| Task item |
Among the lines below, how many carry the string "unix"? Reply with a number and nothing else.

| Stored data |
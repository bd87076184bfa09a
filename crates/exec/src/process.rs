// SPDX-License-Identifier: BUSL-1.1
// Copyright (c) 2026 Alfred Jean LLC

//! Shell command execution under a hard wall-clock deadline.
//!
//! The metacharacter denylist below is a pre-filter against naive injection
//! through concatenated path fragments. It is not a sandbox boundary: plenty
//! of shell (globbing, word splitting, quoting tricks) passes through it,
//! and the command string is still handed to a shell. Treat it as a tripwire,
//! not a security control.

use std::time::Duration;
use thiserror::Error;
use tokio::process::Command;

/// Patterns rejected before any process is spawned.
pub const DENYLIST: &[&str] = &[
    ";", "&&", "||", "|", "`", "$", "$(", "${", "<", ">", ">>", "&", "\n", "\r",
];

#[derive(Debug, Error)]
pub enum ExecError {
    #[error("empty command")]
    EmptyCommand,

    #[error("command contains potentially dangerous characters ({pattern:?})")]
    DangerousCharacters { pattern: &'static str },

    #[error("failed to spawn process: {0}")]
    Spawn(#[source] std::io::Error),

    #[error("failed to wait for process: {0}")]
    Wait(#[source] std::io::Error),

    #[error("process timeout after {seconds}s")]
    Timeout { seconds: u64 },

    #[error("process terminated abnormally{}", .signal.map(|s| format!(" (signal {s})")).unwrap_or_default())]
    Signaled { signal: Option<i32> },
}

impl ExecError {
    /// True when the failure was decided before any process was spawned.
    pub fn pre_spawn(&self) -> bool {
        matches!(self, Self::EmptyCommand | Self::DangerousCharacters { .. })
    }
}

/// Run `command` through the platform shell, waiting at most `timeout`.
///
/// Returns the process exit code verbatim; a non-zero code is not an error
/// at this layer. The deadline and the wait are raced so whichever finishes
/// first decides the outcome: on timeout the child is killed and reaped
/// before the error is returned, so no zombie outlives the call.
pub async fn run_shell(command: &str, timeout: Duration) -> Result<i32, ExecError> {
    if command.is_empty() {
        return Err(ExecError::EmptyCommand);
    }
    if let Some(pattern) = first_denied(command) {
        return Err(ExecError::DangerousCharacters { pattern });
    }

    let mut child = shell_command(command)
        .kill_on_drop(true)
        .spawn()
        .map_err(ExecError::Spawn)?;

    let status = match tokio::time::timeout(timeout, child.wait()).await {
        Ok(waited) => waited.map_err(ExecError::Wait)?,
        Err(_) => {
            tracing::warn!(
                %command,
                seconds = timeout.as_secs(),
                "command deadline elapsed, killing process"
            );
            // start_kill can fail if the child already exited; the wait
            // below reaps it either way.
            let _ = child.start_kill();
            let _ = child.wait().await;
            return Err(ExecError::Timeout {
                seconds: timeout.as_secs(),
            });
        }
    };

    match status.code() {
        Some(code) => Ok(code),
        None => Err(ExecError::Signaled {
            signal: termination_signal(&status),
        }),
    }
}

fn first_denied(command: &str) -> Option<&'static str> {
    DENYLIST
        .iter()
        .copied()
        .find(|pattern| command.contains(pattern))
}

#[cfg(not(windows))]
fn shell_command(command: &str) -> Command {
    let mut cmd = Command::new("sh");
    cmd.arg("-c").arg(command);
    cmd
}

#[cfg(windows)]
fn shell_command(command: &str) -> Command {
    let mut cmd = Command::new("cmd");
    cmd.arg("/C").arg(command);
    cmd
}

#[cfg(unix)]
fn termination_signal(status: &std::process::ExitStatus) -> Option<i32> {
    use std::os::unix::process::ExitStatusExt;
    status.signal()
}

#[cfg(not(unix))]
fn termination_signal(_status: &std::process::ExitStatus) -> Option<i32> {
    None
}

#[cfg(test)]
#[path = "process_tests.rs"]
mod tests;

* * *

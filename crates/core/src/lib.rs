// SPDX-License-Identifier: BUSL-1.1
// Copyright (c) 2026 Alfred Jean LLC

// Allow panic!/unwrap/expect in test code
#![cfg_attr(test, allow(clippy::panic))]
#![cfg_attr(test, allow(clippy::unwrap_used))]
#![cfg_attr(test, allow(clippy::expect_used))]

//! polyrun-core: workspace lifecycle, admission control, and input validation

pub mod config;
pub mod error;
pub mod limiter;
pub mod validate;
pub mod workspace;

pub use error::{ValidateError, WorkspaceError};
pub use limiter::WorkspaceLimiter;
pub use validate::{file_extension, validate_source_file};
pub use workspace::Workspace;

...

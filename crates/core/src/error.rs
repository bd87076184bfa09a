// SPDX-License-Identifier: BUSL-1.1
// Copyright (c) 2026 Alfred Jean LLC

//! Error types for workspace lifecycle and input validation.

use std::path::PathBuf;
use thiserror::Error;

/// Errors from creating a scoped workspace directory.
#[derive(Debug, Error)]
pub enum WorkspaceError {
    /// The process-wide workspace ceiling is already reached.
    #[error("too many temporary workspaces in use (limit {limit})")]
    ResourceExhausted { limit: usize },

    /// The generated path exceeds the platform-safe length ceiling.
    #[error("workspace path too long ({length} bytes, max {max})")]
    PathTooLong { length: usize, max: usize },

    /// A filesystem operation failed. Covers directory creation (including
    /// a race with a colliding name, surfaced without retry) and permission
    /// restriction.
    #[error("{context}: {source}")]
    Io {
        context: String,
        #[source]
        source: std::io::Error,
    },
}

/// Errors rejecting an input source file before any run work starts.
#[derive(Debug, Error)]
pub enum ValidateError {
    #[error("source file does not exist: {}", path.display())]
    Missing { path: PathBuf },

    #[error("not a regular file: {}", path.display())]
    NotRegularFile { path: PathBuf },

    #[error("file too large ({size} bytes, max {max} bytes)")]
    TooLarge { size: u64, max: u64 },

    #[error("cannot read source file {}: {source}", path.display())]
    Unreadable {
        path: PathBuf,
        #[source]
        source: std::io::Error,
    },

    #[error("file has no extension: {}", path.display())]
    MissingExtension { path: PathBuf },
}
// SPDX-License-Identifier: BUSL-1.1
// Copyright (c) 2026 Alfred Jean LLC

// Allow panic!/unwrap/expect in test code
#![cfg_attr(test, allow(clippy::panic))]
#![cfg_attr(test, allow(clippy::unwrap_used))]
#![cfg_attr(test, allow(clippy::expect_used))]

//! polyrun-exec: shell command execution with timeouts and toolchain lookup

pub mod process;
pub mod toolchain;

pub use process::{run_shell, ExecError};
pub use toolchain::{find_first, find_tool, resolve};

| Output below |
3